Те, которые обращают свою речь к сословиям и правителям государства или, будучи лишены этой возможности, в качестве частных людей высказывают письменно то, что, по их мнению, может способствовать благу общества, приступая к этому делу, всегда, я полагаю, ощущают не малое смущение и тревогу: одни- вследствие сомнения в своем успехе, другие - из боязни общественного осуждения; но при этом всегда одни надеются на себя, другие верят в силу того, что им предстоит высказать. И мне, быть может, в другое время, смотря по предмету, которого я касался, приходилось переносить эти душевные движения и, конечно, и теперь, как только я начал говорить, обнаружились бы те из них, который наиболее владеют мной, если бы самая попытка этой речи и мысль о том, к кому она обращена, не наполняли меня чувством по преимуществу отрадным, в особенности в сравнении с тем, какое приходится испытывать, приступая к речи в других случаях.
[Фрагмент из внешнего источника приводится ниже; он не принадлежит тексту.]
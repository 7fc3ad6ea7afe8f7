use std::fmt;
use std::future::Future;
use std::time::Duration;

use tracing::{debug, info, warn, Instrument, Span};

use crate::client::AcApi;
use crate::types::*;
use crate::{Error, Result};

pub const MIN_OPERATING_C: i32 = 17;
pub const MAX_OPERATING_C: i32 = 27;
pub const DEFAULT_INTERVAL: Duration = Duration::from_secs(60);

type DecisionCallback = Box<dyn Fn(&PodDecision) + Send + Sync>;
type StopCallback = Box<dyn Fn(&Stopped) + Send + Sync>;

/// Hysteresis bounds plus the setpoint sent with every command, in whole °C.
///
/// Always satisfies `low < high`, `operating <= low` and
/// `MIN_OPERATING_C <= operating <= MAX_OPERATING_C`.
#[derive(Debug, Clone, Copy, PartialEq, Eq)]
pub struct Thresholds {
    low: i32,
    high: i32,
    operating: i32,
}

impl Thresholds {
    pub fn new(low: i32, high: i32, operating: i32) -> Result<Self> {
        if low >= high {
            return Err(Error::InvalidThresholds(format!(
                "low temperature {low} must be lower than high temperature {high}"
            )));
        }
        if operating > low {
            return Err(Error::InvalidThresholds(format!(
                "operation temperature {operating} must be lower than or equal to low temperature {low}"
            )));
        }
        if operating > MAX_OPERATING_C {
            return Err(Error::InvalidThresholds(format!(
                "operation temperature {operating} cannot exceed {MAX_OPERATING_C}"
            )));
        }
        if operating < MIN_OPERATING_C {
            return Err(Error::InvalidThresholds(format!(
                "operation temperature {operating} cannot be lower than {MIN_OPERATING_C}"
            )));
        }
        Ok(Self { low, high, operating })
    }

    pub fn low(&self) -> i32 {
        self.low
    }

    pub fn high(&self) -> i32 {
        self.high
    }

    pub fn operating(&self) -> i32 {
        self.operating
    }

    pub fn decide(&self, temperature: f64) -> Decision {
        if temperature >= f64::from(self.high) {
            Decision::TurnOn
        } else if temperature <= f64::from(self.low) {
            Decision::TurnOff
        } else {
            Decision::Hold
        }
    }

    /// The AC state written for a decision, if any.
    pub fn command(&self, decision: Decision) -> Option<AcState> {
        match decision {
            Decision::TurnOn => Some(AcState::new(true, self.operating, AcMode::Cool, FanLevel::High)),
            Decision::TurnOff => Some(AcState::new(false, self.operating, AcMode::Cool, FanLevel::Auto)),
            Decision::Hold => None,
        }
    }
}

impl Default for Thresholds {
    fn default() -> Self {
        Self {
            low: 23,
            high: 25,
            operating: 17,
        }
    }
}

#[derive(Debug, Clone, Copy, PartialEq, Eq)]
pub enum Decision {
    TurnOn,
    TurnOff,
    Hold,
}

/// Outcome of evaluating one pod during a poll cycle.
#[derive(Debug, Clone, PartialEq)]
pub struct PodDecision {
    pub pod: Pod,
    pub temperature: f64,
    pub decision: Decision,
}

/// What a failed poll does to the run loop.
#[derive(Debug, Clone, Copy, PartialEq, Eq, Default)]
pub enum FailurePolicy {
    /// The first error from any pod ends the poll and stops the watcher.
    #[default]
    StopOnError,
    /// Per-pod errors are logged and skipped. The watcher stops after
    /// `max_consecutive_failures` failed cycles in a row, waiting `backoff`
    /// instead of the poll interval after each failed cycle.
    Tolerate {
        max_consecutive_failures: u32,
        backoff: Duration,
    },
}

#[derive(Debug, Clone, Copy, PartialEq, Eq)]
pub enum StopReason {
    Interrupt,
    Error,
}

impl fmt::Display for StopReason {
    fn fmt(&self, f: &mut fmt::Formatter<'_>) -> fmt::Result {
        match self {
            StopReason::Interrupt => f.write_str("interrupt"),
            StopReason::Error => f.write_str("exception"),
        }
    }
}

/// Terminal state of a watcher run.
#[derive(Debug)]
pub struct Stopped {
    pub reason: StopReason,
    pub error: Option<Error>,
    /// Poll cycles completed before stopping.
    pub cycles: u64,
}

/// Result of one poll cycle. `failures` is only populated under
/// [`FailurePolicy::Tolerate`].
#[derive(Debug, Default)]
pub struct CycleReport {
    pub decisions: Vec<PodDecision>,
    pub failures: Vec<(PodId, Error)>,
}

pub struct WatcherBuilder<C> {
    client: C,
    thresholds: Thresholds,
    interval: Duration,
    policy: FailurePolicy,
    span: Option<Span>,
    decision_callbacks: Vec<DecisionCallback>,
    stop_callbacks: Vec<StopCallback>,
}

impl<C: AcApi> WatcherBuilder<C> {
    pub fn new(client: C, thresholds: Thresholds) -> Self {
        Self {
            client,
            thresholds,
            interval: DEFAULT_INTERVAL,
            policy: FailurePolicy::default(),
            span: None,
            decision_callbacks: Vec::new(),
            stop_callbacks: Vec::new(),
        }
    }

    pub fn interval(mut self, interval: Duration) -> Self {
        self.interval = interval;
        self
    }

    pub fn failure_policy(mut self, policy: FailurePolicy) -> Self {
        self.policy = policy;
        self
    }

    /// Span every watcher log line is recorded under.
    pub fn span(mut self, span: Span) -> Self {
        self.span = Some(span);
        self
    }

    pub fn on_decision(mut self, f: impl Fn(&PodDecision) + Send + Sync + 'static) -> Self {
        self.decision_callbacks.push(Box::new(f));
        self
    }

    pub fn on_stop(mut self, f: impl Fn(&Stopped) + Send + Sync + 'static) -> Self {
        self.stop_callbacks.push(Box::new(f));
        self
    }

    pub fn build(self) -> Watcher<C> {
        Watcher {
            client: self.client,
            thresholds: self.thresholds,
            interval: self.interval,
            policy: self.policy,
            span: self
                .span
                .unwrap_or_else(|| tracing::info_span!("watcher")),
            decision_callbacks: self.decision_callbacks,
            stop_callbacks: self.stop_callbacks,
        }
    }
}

/// Closed-loop temperature watcher: poll every pod, switch its AC on above
/// the high bound and off below the low bound.
pub struct Watcher<C> {
    client: C,
    thresholds: Thresholds,
    interval: Duration,
    policy: FailurePolicy,
    span: Span,
    decision_callbacks: Vec<DecisionCallback>,
    stop_callbacks: Vec<StopCallback>,
}

impl<C: AcApi> Watcher<C> {
    pub fn builder(client: C, thresholds: Thresholds) -> WatcherBuilder<C> {
        WatcherBuilder::new(client, thresholds)
    }

    pub fn thresholds(&self) -> Thresholds {
        self.thresholds
    }

    pub fn client(&self) -> &C {
        &self.client
    }

    /// Run one cycle over every pod the account can see.
    pub async fn poll(&self) -> Result<CycleReport> {
        self.poll_cycle().instrument(self.span.clone()).await
    }

    async fn poll_cycle(&self) -> Result<CycleReport> {
        let pods = self.client.list_devices().await?;
        debug!(count = pods.len(), "polling pods");

        let mut report = CycleReport::default();
        for pod in pods.iter() {
            match self.poll_pod(pod).await {
                Ok(decision) => report.decisions.push(decision),
                Err(e) if matches!(self.policy, FailurePolicy::Tolerate { .. }) => {
                    warn!(pod = %pod.name, id = %pod.id, error = %e, "pod poll failed, skipping");
                    report.failures.push((pod.id.clone(), e));
                }
                Err(e) => return Err(e),
            }
        }
        Ok(report)
    }

    async fn poll_pod(&self, pod: &Pod) -> Result<PodDecision> {
        let measurement = self.client.get_measurement(&pod.id).await?;
        let temperature = measurement
            .temperature
            .map(|t| t.celsius())
            .unwrap_or(0.0);

        let decision = self.thresholds.decide(temperature);
        let (low, high) = (self.thresholds.low, self.thresholds.high);
        // Intent is logged first so a failed write still leaves a trace.
        match decision {
            Decision::TurnOn => {
                warn!(pod = %pod.name, temperature, high, "turning on AC as {temperature} >= {high}")
            }
            Decision::TurnOff => {
                warn!(pod = %pod.name, temperature, low, "turning off AC as {temperature} <= {low}")
            }
            Decision::Hold => {
                info!(pod = %pod.name, temperature, low, high, "temperature {temperature}C is within range {low}-{high}C, noop")
            }
        }
        if let Some(state) = self.thresholds.command(decision) {
            self.client.set_ac_state(&pod.id, &state).await?;
        }

        let outcome = PodDecision {
            pod: pod.clone(),
            temperature,
            decision,
        };
        for cb in &self.decision_callbacks {
            cb(&outcome);
        }
        Ok(outcome)
    }

    /// Poll, sleep, repeat until `shutdown` completes or the failure policy
    /// gives up. Cleanup runs exactly once before returning.
    pub async fn run_until<F>(&self, shutdown: F) -> Stopped
    where
        F: Future<Output = ()>,
    {
        let stopped = self.run_loop(shutdown).instrument(self.span.clone()).await;
        self.cleanup(&stopped);
        stopped
    }

    async fn run_loop<F>(&self, shutdown: F) -> Stopped
    where
        F: Future<Output = ()>,
    {
        tokio::pin!(shutdown);
        let mut cycles = 0u64;
        let mut consecutive_failures = 0u32;

        loop {
            let outcome = tokio::select! {
                _ = &mut shutdown => break interrupted(cycles),
                outcome = self.poll_cycle() => outcome,
            };
            cycles += 1;

            let failure = match outcome {
                Ok(mut report) => report.failures.pop().map(|(_, e)| e),
                Err(e) => Some(e),
            };

            let pause = match (failure, self.policy) {
                (None, _) => {
                    consecutive_failures = 0;
                    self.interval
                }
                (Some(e), FailurePolicy::StopOnError) => break failed(e, cycles),
                (
                    Some(e),
                    FailurePolicy::Tolerate {
                        max_consecutive_failures,
                        backoff,
                    },
                ) => {
                    consecutive_failures += 1;
                    warn!(
                        consecutive = consecutive_failures,
                        max = max_consecutive_failures,
                        error = %e,
                        "poll cycle failed"
                    );
                    if consecutive_failures >= max_consecutive_failures {
                        break failed(e, cycles);
                    }
                    backoff
                }
            };

            tokio::select! {
                _ = &mut shutdown => break interrupted(cycles),
                _ = tokio::time::sleep(pause) => {}
            }
        }
    }

    fn cleanup(&self, stopped: &Stopped) {
        let _guard = self.span.enter();
        match &stopped.error {
            Some(e) => warn!(reason = %stopped.reason, cycles = stopped.cycles, "cleanup after {} with {e}", stopped.reason),
            None => warn!(reason = %stopped.reason, cycles = stopped.cycles, "cleanup after {} with no exception", stopped.reason),
        }
        for cb in &self.stop_callbacks {
            cb(stopped);
        }
    }
}

fn interrupted(cycles: u64) -> Stopped {
    Stopped {
        reason: StopReason::Interrupt,
        error: None,
        cycles,
    }
}

fn failed(error: Error, cycles: u64) -> Stopped {
    Stopped {
        reason: StopReason::Error,
        error: Some(error),
        cycles,
    }
}

#[cfg(test)]
mod tests {
    use super::*;

    #[test]
    fn valid_thresholds() {
        let t = Thresholds::new(23, 25, 17).unwrap();
        assert_eq!((t.low(), t.high(), t.operating()), (23, 25, 17));
        assert_eq!(Thresholds::default(), t);
        assert!(Thresholds::new(27, 28, 27).is_ok());
        assert!(Thresholds::new(17, 18, 17).is_ok());
    }

    #[test]
    fn invalid_thresholds() {
        for (low, high, op) in [
            (25, 25, 17), // low == high
            (26, 25, 17), // low > high
            (20, 25, 21), // op above low
            (30, 32, 28), // op above max
            (20, 25, 16), // op below min
        ] {
            let err = Thresholds::new(low, high, op).unwrap_err();
            assert!(
                matches!(err, Error::InvalidThresholds(_)),
                "({low}, {high}, {op}) should be rejected"
            );
        }
    }

    #[test]
    fn decide_priority() {
        let t = Thresholds::new(23, 25, 17).unwrap();
        assert_eq!(t.decide(25.0), Decision::TurnOn);
        assert_eq!(t.decide(30.5), Decision::TurnOn);
        assert_eq!(t.decide(23.0), Decision::TurnOff);
        assert_eq!(t.decide(0.0), Decision::TurnOff);
        assert_eq!(t.decide(24.0), Decision::Hold);
        assert_eq!(t.decide(23.01), Decision::Hold);
        assert_eq!(t.decide(24.99), Decision::Hold);
    }

    #[test]
    fn commands_use_operating_setpoint() {
        let t = Thresholds::new(22, 26, 18).unwrap();
        let on = t.command(Decision::TurnOn).unwrap();
        assert!(on.on);
        assert_eq!(on.target_temperature, Some(18));
        assert_eq!(on.mode, AcMode::Cool);
        assert_eq!(on.fan_level, Some(FanLevel::High));

        let off = t.command(Decision::TurnOff).unwrap();
        assert!(!off.on);
        assert_eq!(off.target_temperature, Some(18));
        assert_eq!(off.fan_level, Some(FanLevel::Auto));

        assert!(t.command(Decision::Hold).is_none());
    }

    #[test]
    fn stop_reason_labels() {
        assert_eq!(StopReason::Interrupt.to_string(), "interrupt");
        assert_eq!(StopReason::Error.to_string(), "exception");
    }
}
Хотя мне бы не следовало самому говорить об этом, но я убежден, что не подвергнусь порицаниям, если только все искренне соединены здесь во имя желания видеть свою страну свободной; тогда моя предположенная речь будет, если не трофеем свободы, то, во всяком случай, голосом истины. Мы не мечтаем о такого рода свободе, при которой в государства никогда уже не являлось бы никаких затруднений: этого никто и ждать не может; но когда неудовольствия свободно выслушиваются, внимательно рассматриваются и быстро удовлетворяются, тогда достигается крайняя граница гражданской свободы, какой только может пожелать благоразумный человек. Уже из того, что я имею возможность говорить таким образом, я заключаю, что мы в значительной степени приблизились к такому положению. Славу же за то, что мы вышли из жалкого состояния рабства и суеверия и превзошли римлян силою духа, мы должны прежде всего отнести к воле Всемогущего Господа, помогшего нам , а затем, - лорды и общины Англии, - к вашему верному руководительству и высокой мудрости. Слава Господа не умаляется от похвал добрым гражданам и достойным правителям, и если бы я только теперь вздумал воздавать вам должное, после таких блестящих последствий ваших доблестных действий, и после того обязательства, в которое ваши добродетели поставили к вам всю нашу страну, я явился бы одним из самых несвоевременных и наименее доброжелательных почитателей ваших.
Тем не менее, нельзя не признать трех главных пунктов, без которых всякая похвала является пустым комплементом и лестью. Во-первых, хвалить надобно только то, что действительно заслуживает похвалы; затем следует доказать наиболее правдоподобно, что все то, что говорится, на самом деле присуще тем лицам, кому оно приписывается; и, наконец, тот, кто это высказывает, должен доказать действительное убеждение в справедливости своих слов и тем снять с себя подозрение в лести. Два первых условия я уже выполнил, постаравшись вытеснить того, кто намеревался уменьшить ваши заслуги своим низким и коварным похвальным словом (Епископа Галльского – ред.); последнее, относящееся лично ко мне, доказательство того, что я далек от лести, я приберег именно для этого случая.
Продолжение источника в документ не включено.